Three stamp-images appeared on each of the sheets except for the sixth, which was devoted entirely to the original $5 Columbian. The American and Italian sets each offered sixteen perforated stamps, denominated in sixteen values. The Spanish and Portuguese sets, by contrast, included many imperforate images, for only one stamp on each sheet was perforated, and in each of these two sets, all the perforated stamps bore the same denomination: respectively, 60 Spanish pesetas and 260 Portuguese escudos (no denominations appeared on the imperforate images).

On each of the first five sheets, the overall title "The Voyages of Columbus" is followed by an individual subtitle that ostensibly characterizes the sheet's background art and the trio of the stamp-subjects included on it:
1. First sighting of Land (U.S. 1¢, 4¢, $1)

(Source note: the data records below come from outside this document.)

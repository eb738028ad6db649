//! Exposition-name normalization.

/// Split camel case at lower/digit→upper transitions and lowercase the
/// result: `RequestCount` → `request_count`, `ConsumedLCUs` → `consumed_lcus`.
pub fn snake_case(name: &str) -> String {
    let mut out = String::with_capacity(name.len() + 4);
    let mut prev_lower = false;
    for c in name.chars() {
        if c.is_ascii_uppercase() && prev_lower {
            out.push('_');
        }
        prev_lower = c.is_ascii_lowercase() || c.is_ascii_digit();
        out.push(c.to_ascii_lowercase());
    }
    out
}

/// Replace every character outside `[A-Za-z0-9:_]` with `_` and collapse
/// runs of underscores. Idempotent.
pub fn safe_name(name: &str) -> String {
    let mut out = String::with_capacity(name.len());
    for c in name.chars() {
        if c.is_ascii_alphanumeric() || c == ':' || c == '_' {
            if c == '_' && out.ends_with('_') {
                continue;
            }
            out.push(c);
        } else if !out.ends_with('_') {
            out.push('_');
        }
    }
    out
}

2. Claiming a New World (2¢, 3¢, $4)
3. Seeking Royal Support (5¢, 30¢, 50¢)
4. Royal Favor Restored (6¢, 8¢, $3)
5. Reporting Discoveries (10¢, 15¢, $2)
(It can not be said every stamp-image is consonant with its sheet's subtitle). The final sheet is titled simply "Christopher Columbus" and its single stamp is accompanied by text that cites the 500th anniversary of Columbus's first voyage and the upcoming 100th anniversary of the first commemorative United States Stamps.

In all four countries, these sheets were offered for sale only between May 22 and September 27, 1992.